# Instructions for the task
Your answer should be the exact lines of the data below from the one containing "Ok(Self::from_ordered(points.iter().copied()))" through the one containing "for point in"; please include nothing else.
——————————
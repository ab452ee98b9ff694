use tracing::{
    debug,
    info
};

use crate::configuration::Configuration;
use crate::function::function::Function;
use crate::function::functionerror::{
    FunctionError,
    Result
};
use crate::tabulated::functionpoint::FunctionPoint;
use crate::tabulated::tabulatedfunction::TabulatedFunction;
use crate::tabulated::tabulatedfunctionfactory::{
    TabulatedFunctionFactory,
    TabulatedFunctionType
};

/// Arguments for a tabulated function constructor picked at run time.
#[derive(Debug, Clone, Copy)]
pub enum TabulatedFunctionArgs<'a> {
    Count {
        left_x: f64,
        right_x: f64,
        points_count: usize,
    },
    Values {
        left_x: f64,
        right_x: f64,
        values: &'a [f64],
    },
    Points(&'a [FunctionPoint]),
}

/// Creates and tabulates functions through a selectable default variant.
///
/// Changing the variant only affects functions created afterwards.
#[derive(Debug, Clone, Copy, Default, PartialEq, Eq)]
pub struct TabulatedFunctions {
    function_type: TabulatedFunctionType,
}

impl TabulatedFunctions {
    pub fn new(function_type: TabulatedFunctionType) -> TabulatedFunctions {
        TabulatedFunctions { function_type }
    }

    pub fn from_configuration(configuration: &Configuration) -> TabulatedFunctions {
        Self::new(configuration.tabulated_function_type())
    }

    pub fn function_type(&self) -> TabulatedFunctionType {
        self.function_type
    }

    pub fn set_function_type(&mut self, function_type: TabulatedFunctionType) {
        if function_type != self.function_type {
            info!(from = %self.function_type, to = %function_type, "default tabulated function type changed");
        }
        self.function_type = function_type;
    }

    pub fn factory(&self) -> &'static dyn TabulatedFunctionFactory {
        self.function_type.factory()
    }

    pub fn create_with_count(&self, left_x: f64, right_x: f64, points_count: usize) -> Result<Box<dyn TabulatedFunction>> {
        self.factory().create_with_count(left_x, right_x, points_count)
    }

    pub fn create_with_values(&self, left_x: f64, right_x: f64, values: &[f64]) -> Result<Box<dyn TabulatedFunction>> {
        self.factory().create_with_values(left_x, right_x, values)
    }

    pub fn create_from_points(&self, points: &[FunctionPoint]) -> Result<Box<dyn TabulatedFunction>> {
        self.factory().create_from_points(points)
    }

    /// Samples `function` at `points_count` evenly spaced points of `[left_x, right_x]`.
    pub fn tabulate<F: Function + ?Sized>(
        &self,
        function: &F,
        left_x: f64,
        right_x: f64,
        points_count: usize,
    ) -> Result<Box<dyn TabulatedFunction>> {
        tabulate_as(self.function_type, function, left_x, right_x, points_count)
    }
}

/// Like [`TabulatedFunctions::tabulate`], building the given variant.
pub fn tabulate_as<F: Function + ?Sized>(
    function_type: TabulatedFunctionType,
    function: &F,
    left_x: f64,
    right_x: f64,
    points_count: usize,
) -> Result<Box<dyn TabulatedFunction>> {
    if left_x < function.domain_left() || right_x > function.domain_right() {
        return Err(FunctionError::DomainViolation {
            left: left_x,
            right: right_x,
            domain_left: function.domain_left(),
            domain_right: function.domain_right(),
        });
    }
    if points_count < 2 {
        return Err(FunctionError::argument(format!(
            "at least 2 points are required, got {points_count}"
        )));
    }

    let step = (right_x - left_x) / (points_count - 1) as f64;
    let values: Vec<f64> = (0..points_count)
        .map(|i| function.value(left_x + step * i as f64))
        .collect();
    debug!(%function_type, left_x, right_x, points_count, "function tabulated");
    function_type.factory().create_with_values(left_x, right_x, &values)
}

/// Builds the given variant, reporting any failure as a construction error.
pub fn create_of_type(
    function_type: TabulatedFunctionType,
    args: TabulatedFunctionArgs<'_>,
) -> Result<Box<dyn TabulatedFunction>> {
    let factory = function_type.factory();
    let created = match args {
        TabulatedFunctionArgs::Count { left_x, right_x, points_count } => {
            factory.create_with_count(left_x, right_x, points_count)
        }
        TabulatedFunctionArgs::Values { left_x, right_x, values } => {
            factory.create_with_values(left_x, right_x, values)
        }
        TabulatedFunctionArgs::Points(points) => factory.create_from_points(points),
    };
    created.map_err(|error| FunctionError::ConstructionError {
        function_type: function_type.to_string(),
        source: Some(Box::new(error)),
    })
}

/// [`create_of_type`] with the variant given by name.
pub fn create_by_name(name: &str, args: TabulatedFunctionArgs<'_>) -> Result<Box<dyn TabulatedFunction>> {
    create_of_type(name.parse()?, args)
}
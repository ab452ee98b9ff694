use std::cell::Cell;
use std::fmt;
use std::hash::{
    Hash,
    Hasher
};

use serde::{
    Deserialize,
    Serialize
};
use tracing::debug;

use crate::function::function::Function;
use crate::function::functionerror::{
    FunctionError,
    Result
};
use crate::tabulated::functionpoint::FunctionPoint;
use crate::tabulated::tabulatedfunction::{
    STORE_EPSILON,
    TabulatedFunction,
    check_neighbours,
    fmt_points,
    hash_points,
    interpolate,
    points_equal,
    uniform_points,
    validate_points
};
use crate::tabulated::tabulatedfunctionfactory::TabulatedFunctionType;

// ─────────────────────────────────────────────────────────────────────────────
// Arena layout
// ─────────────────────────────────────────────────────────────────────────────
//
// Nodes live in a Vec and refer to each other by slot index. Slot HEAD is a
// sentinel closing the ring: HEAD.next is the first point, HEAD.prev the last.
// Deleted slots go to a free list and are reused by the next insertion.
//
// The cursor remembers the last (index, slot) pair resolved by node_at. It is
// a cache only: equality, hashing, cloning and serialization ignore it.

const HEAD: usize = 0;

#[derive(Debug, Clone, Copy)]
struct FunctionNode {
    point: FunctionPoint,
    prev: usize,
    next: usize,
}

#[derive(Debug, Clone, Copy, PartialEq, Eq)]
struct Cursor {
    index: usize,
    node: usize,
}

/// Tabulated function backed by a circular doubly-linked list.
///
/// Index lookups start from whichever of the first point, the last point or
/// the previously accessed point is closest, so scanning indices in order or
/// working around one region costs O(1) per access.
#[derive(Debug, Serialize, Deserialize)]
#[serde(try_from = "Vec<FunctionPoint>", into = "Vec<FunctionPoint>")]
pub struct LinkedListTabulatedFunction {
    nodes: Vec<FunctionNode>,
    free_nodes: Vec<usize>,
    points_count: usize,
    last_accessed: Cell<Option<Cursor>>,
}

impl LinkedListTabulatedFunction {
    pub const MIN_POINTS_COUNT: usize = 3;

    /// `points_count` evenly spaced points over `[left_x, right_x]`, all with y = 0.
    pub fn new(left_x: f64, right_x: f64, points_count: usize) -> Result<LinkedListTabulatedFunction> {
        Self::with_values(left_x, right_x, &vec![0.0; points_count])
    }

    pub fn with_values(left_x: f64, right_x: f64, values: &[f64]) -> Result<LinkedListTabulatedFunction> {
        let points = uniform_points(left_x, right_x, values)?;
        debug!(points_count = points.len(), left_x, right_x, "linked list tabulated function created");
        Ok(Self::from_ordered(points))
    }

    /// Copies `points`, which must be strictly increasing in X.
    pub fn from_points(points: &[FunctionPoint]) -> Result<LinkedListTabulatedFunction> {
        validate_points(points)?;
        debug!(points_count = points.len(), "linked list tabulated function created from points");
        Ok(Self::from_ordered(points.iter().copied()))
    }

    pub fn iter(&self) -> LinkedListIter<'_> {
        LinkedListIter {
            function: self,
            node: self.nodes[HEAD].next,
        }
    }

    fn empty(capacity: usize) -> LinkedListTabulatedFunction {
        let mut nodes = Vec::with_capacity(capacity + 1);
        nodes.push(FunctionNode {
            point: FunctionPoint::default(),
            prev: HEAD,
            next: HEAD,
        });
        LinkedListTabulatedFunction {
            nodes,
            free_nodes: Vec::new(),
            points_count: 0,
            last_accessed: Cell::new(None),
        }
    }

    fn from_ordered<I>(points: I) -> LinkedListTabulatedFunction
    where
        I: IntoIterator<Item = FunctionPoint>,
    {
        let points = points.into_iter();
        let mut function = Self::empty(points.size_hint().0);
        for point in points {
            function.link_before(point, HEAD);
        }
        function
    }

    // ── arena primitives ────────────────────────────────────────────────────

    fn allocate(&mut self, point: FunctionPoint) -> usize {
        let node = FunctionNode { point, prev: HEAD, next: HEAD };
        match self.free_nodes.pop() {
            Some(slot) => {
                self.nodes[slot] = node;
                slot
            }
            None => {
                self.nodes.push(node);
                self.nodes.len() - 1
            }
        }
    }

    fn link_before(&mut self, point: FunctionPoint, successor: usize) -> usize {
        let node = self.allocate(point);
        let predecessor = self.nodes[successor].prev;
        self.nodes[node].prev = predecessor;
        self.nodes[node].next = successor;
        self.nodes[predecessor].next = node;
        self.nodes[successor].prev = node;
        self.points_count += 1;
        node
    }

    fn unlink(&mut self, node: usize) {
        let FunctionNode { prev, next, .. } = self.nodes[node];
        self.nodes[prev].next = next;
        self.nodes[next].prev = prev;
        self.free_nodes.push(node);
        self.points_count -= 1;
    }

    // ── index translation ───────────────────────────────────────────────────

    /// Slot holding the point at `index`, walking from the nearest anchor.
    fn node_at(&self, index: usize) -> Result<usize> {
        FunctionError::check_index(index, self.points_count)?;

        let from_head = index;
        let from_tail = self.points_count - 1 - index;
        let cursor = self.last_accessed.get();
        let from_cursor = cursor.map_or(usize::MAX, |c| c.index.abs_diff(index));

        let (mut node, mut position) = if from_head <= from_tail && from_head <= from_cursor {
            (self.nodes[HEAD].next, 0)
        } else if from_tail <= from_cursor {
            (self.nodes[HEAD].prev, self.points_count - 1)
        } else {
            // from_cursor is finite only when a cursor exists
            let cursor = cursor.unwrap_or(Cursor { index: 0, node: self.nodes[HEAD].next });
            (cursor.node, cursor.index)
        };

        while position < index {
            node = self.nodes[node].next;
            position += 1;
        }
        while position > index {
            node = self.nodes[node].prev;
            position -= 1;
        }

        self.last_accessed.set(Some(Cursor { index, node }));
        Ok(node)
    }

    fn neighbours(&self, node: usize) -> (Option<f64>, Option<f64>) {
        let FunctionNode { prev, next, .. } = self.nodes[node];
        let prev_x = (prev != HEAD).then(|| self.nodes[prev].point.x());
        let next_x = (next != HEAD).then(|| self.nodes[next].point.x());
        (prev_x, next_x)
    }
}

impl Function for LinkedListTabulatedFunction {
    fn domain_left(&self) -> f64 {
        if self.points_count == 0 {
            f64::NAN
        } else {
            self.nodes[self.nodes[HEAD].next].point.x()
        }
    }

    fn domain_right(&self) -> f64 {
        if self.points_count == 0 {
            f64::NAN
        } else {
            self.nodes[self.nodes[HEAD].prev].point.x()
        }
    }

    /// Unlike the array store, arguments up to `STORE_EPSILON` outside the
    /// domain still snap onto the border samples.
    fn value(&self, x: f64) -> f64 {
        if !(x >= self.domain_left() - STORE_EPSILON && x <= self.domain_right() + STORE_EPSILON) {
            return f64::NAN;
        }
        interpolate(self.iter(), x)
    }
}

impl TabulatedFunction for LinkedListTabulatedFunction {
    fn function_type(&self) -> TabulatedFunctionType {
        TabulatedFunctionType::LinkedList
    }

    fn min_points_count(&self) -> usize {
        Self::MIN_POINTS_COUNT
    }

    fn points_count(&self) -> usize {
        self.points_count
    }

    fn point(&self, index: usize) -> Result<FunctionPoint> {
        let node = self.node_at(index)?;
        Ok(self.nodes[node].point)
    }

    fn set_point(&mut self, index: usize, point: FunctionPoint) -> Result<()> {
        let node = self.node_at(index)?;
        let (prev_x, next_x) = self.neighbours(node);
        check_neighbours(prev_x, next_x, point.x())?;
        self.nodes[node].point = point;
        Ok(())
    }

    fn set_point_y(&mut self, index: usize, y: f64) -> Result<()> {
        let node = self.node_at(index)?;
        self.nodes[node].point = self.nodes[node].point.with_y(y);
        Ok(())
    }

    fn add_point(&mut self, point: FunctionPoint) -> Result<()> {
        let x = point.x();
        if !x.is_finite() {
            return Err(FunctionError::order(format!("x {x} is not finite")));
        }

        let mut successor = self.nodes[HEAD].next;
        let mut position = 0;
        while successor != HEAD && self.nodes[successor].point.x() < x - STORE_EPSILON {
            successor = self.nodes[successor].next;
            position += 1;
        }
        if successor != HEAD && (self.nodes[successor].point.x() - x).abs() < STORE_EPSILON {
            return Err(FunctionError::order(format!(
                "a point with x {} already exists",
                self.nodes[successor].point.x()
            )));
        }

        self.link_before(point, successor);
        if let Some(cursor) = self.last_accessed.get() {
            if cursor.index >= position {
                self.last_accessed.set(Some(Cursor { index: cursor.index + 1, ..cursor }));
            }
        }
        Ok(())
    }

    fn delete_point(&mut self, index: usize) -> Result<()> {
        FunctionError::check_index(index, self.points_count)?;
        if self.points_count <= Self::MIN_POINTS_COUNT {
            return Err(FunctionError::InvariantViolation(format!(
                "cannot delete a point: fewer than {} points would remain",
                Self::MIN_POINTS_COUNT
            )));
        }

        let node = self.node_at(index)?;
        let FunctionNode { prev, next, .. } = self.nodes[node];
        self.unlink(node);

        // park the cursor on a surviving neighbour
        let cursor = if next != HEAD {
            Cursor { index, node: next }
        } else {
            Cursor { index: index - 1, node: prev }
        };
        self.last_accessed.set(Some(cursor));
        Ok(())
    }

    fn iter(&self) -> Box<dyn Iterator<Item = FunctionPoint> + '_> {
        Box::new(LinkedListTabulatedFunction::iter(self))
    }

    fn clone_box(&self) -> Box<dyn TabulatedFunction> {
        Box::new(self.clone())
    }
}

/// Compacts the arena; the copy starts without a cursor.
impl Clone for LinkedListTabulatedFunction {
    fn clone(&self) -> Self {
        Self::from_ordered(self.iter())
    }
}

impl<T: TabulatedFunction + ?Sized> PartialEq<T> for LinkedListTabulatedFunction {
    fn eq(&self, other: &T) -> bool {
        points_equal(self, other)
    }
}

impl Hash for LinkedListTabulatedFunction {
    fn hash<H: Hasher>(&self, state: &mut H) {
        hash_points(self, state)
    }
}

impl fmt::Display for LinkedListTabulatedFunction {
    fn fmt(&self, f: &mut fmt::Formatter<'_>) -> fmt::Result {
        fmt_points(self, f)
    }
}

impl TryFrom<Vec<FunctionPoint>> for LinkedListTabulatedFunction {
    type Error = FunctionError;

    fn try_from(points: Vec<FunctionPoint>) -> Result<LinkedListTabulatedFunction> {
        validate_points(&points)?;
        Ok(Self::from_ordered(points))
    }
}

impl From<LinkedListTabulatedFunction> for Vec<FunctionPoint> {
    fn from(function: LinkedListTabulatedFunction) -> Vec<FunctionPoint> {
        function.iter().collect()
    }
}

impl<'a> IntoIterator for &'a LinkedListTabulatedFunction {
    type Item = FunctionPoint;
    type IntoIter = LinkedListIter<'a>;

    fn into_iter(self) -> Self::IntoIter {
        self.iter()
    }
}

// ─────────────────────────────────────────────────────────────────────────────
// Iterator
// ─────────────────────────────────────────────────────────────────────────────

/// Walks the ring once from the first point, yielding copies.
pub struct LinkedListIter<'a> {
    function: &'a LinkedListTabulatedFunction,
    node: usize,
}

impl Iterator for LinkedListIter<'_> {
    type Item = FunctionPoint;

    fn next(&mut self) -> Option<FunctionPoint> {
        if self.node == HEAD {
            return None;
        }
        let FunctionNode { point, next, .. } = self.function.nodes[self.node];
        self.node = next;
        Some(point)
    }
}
——————————
# Output for this task
        Ok(Self::from_ordered(points.iter().copied()))
    }

    pub fn iter(&self) -> LinkedListIter<'_> {
        LinkedListIter {
            function: self,
            node: self.nodes[HEAD].next,
        }
    }

    fn empty(capacity: usize) -> LinkedListTabulatedFunction {
        let mut nodes = Vec::with_capacity(capacity + 1);
        nodes.push(FunctionNode {
            point: FunctionPoint::default(),
            prev: HEAD,
            next: HEAD,
        });
        LinkedListTabulatedFunction {
            nodes,
            free_nodes: Vec::new(),
            points_count: 0,
            last_accessed: Cell::new(None),
        }
    }

    fn from_ordered<I>(points: I) -> LinkedListTabulatedFunction
    where
        I: IntoIterator<Item = FunctionPoint>,
    {
        let points = points.into_iter();
        let mut function = Self::empty(points.size_hint().0);
        for point in points {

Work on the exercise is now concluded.